833. Confirm next steps: when they will see a summary, whether a follow-up session is needed, and who else you should talk to.
844. Thank them again. Send a written summary within 24 hours.
85 
86### 7. Post-interview synthesis template
87 
88Complete this within 24 hours while the conversation is fresh:
89 
90```
91Stakeholder: [Name, role]
92Date: [Interview date]
93Interviewer: [Your name]
94 
95Key requirements identified:
961. [Requirement] — Priority: [High/Medium/Low] — Source quote: "[verbatim]"
972. ...
98 
99Assumptions tested:
100- [Assumption] → [Confirmed / Corrected / Nuanced] — Detail: [what changed]
101 
102Constraints uncovered:
103- [Constraint] — Impact: [what it rules out or limits]
104 
105Conflicts with other stakeholders:
106- [Stakeholder A wants X, Stakeholder B wants Y] — Resolution needed: [Yes/No]
107 
108Open questions for follow-up:
109- [Question] — Assigned to: [person] — Due: [date]
110```
111 
112## Quality checklist
113 
114Before marking the interview complete, verify:
115 
116- [ ] You prepared questions in advance — you did not wing it
117- [ ] The stakeholder spoke at least 70% of the time
118- [ ] You tested at least one assumption explicitly
119- [ ] You captured direct quotes for critical requirements, not just paraphrases
120- [ ] You identified at least one conflict or tension with other stakeholders' input
121- [ ] The closing summary was confirmed by the stakeholder, not just assumed accurate
122- [ ] A written synthesis was sent within 24 hours
123 
124## Common mistakes
125 
126- **Leading questions.** "Don't you think we should use a dashboard?" tells the stakeholder what you want to hear. Ask "How would you want to see this information?" instead.

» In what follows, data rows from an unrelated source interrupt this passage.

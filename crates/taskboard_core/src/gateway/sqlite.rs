//! SQLite gateway implementation.
//!
//! # Responsibility
//! - Implement the full gateway contract over the local `users`/`tasks`/
//!   `comments` schema.
//! - Keep SQL details inside this persistence boundary.
//!
//! # Invariants
//! - Connections must come from `db::open_db`/`open_db_in_memory`
//!   (migrated, `foreign_keys=ON`), so the comment cascade is enforced by
//!   the schema, not by this code.
//! - `created_at` is assigned here at insert time, RFC 3339 UTC text.

use crate::gateway::rows::{
    CommentRow, NewCommentRow, NewTaskRow, NewUserRow, TaskPatch, TaskRow, UserRow,
};
use crate::gateway::{BoardGateway, GatewayError, GatewayOp, GatewayResult};
use chrono::Utc;
use rusqlite::{params, Connection, Row};

/// SQLite-backed board store.
///
/// Calls complete inline on the caller's thread; the async signatures keep
/// the contract uniform with remote gateways.
pub struct SqliteGateway<'conn> {
    conn: &'conn Connection,
}

impl<'conn> SqliteGateway<'conn> {
    pub fn new(conn: &'conn Connection) -> Self {
        Self { conn }
    }

    fn created_at_now() -> String {
        Utc::now().to_rfc3339()
    }
}

fn db_failure(table: &'static str, op: GatewayOp, err: rusqlite::Error) -> GatewayError {
    GatewayError::new(table, op, err.to_string())
}

fn parse_user_row(row: &Row<'_>) -> rusqlite::Result<UserRow> {
    Ok(UserRow {
        id: row.get("id")?,
        name: row.get("name")?,
        email: row.get("email")?,
    })
}

fn parse_task_row(row: &Row<'_>) -> rusqlite::Result<TaskRow> {
    Ok(TaskRow {
        id: row.get("id")?,
        text: row.get("text")?,
        completed: row.get::<_, i64>("completed")? != 0,
        user_id: row.get("user_id")?,
        created_at: row.get("created_at")?,
    })
}

fn parse_comment_row(row: &Row<'_>) -> rusqlite::Result<CommentRow> {
    Ok(CommentRow {
        id: row.get("id")?,
        task_id: row.get("task_id")?,
        user_id: row.get("user_id")?,
        user_name: row.get("user_name")?,
        content: row.get("content")?,
        created_at: row.get("created_at")?,
    })
}

impl BoardGateway for SqliteGateway<'_> {
    async fn select_users(&self) -> GatewayResult<Vec<UserRow>> {
        let run = || -> rusqlite::Result<Vec<UserRow>> {
            let mut stmt = self
                .conn
                .prepare("SELECT id, name, email FROM users ORDER BY id;")?;
            let rows = stmt.query_map([], |row| parse_user_row(row))?;
            rows.collect()
        };
        run().map_err(|err| db_failure("users", GatewayOp::Select, err))
    }

    async fn select_tasks(&self) -> GatewayResult<Vec<TaskRow>> {
        let run = || -> rusqlite::Result<Vec<TaskRow>> {
            let mut stmt = self.conn.prepare(
                "SELECT id, text, completed, user_id, created_at
                 FROM tasks
                 ORDER BY created_at, id;",
            )?;
            let rows = stmt.query_map([], |row| parse_task_row(row))?;
            rows.collect()
        };
        run().map_err(|err| db_failure("tasks", GatewayOp::Select, err))
    }

    async fn select_comments(&self) -> GatewayResult<Vec<CommentRow>> {
        let run = || -> rusqlite::Result<Vec<CommentRow>> {
            let mut stmt = self.conn.prepare(
                "SELECT id, task_id, user_id, user_name, content, created_at
                 FROM comments
                 ORDER BY created_at, id;",
            )?;
            let rows = stmt.query_map([], |row| parse_comment_row(row))?;
            rows.collect()
        };
        run().map_err(|err| db_failure("comments", GatewayOp::Select, err))
    }

    async fn insert_user(&self, row: NewUserRow) -> GatewayResult<UserRow> {
        let run = || -> rusqlite::Result<UserRow> {
            self.conn.execute(
                "INSERT INTO users (name, email) VALUES (?1, ?2);",
                params![row.name.as_str(), row.email.as_str()],
            )?;
            Ok(UserRow {
                id: self.conn.last_insert_rowid(),
                name: row.name.clone(),
                email: row.email.clone(),
            })
        };
        run().map_err(|err| db_failure("users", GatewayOp::Insert, err))
    }

    async fn insert_task(&self, row: NewTaskRow) -> GatewayResult<TaskRow> {
        let created_at = Self::created_at_now();
        let run = || -> rusqlite::Result<TaskRow> {
            self.conn.execute(
                "INSERT INTO tasks (text, completed, user_id, created_at)
                 VALUES (?1, ?2, ?3, ?4);",
                params![
                    row.text.as_str(),
                    i64::from(row.completed),
                    row.user_id,
                    created_at.as_str(),
                ],
            )?;
            Ok(TaskRow {
                id: self.conn.last_insert_rowid(),
                text: row.text.clone(),
                completed: row.completed,
                user_id: row.user_id,
                created_at: created_at.clone(),
            })
        };
        run().map_err(|err| db_failure("tasks", GatewayOp::Insert, err))
    }

    async fn insert_comment(&self, row: NewCommentRow) -> GatewayResult<CommentRow> {
        let created_at = Self::created_at_now();
        let run = || -> rusqlite::Result<CommentRow> {
            self.conn.execute(
                "INSERT INTO comments (task_id, user_id, user_name, content, created_at)
                 VALUES (?1, ?2, ?3, ?4, ?5);",
                params![
                    row.task_id,
                    row.user_id,
                    row.user_name.as_str(),
                    row.content.as_str(),
                    created_at.as_str(),
                ],
            )?;
            Ok(CommentRow {
                id: self.conn.last_insert_rowid(),
                task_id: row.task_id,
                user_id: row.user_id,
                user_name: row.user_name.clone(),
                content: row.content.clone(),
                created_at: created_at.clone(),
            })
        };
        run().map_err(|err| db_failure("comments", GatewayOp::Insert, err))
    }

    async fn update_task(&self, id: i64, patch: TaskPatch) -> GatewayResult<()> {
        let changed = self
            .conn
            .execute(
                "UPDATE tasks SET completed = ?1 WHERE id = ?2;",
                params![i64::from(patch.completed), id],
            )
            .map_err(|err| db_failure("tasks", GatewayOp::Update, err))?;

        if changed == 0 {
            return Err(GatewayError::new(
                "tasks",
                GatewayOp::Update,
                format!("no row with id {id}"),
            ));
        }

        Ok(())
    }

    async fn delete_task(&self, id: i64) -> GatewayResult<()> {
        let changed = self
            .conn
            .execute("DELETE FROM tasks WHERE id = ?1;", params![id])
            .map_err(|err| db_failure("tasks", GatewayOp::Delete, err))?;

        if changed == 0 {
            return Err(GatewayError::new(
                "tasks",
                GatewayOp::Delete,
                format!("no row with id {id}"),
            ));
        }

        Ok(())
    }
}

127- **Interviewing in groups when you need individual perspectives.** Group interviews produce consensus answers, not honest ones. Interview individually first, then validate in groups.
128- **Treating requirements as final after one interview.** A single interview captures a snapshot. Requirements solidify across multiple conversations — plan for at least two rounds.

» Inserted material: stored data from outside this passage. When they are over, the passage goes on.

//! SQLite storage bootstrap and schema migration entry points.
//!
//! # Responsibility
//! - Open and configure SQLite connections backing the local store
//!   stand-in.
//! - Apply schema migrations in deterministic order.
//!
//! # Invariants
//! - Migration version is tracked via `PRAGMA user_version`.
//! - Gateway code must not touch board tables before migrations succeed.

use std::error::Error;
use std::fmt::{Display, Formatter};

pub mod migrations;
mod open;

pub use open::{open_db, open_db_in_memory};

pub type DbResult<T> = Result<T, DbError>;

#[derive(Debug)]
pub enum DbError {
    Sqlite(rusqlite::Error),
    UnsupportedSchemaVersion {
        db_version: u32,
        latest_supported: u32,
    },
}

impl Display for DbError {
    fn fmt(&self, f: &mut Formatter<'_>) -> std::fmt::Result {
        match self {
            Self::Sqlite(err) => write!(f, "{err}"),
            Self::UnsupportedSchemaVersion {
                db_version,
                latest_supported,
            } => write!(
                f,
                "database schema version {db_version} is newer than supported {latest_supported}"
            ),
        }
    }
}

impl Error for DbError {
    fn source(&self) -> Option<&(dyn Error + 'static)> {
        match self {
            Self::Sqlite(err) => Some(err),
            Self::UnsupportedSchemaVersion { .. } => None,
        }
    }
}

impl From<rusqlite::Error> for DbError {
    fn from(value: rusqlite::Error) -> Self {
        Self::Sqlite(value)
    }
}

129- **Skipping the assumption surfacing step.** Teams build on untested assumptions more often than on missing requirements. Make assumptions explicit or pay for them later.
130- **Recording everything except decisions.** Transcripts are useful but overwhelming. Synthesize into the template above — what matters is actionable output, not raw notes.
131- **Not asking "who else should I talk to?"** Every stakeholder knows someone you missed. This question is your best discovery tool for identifying hidden influencers.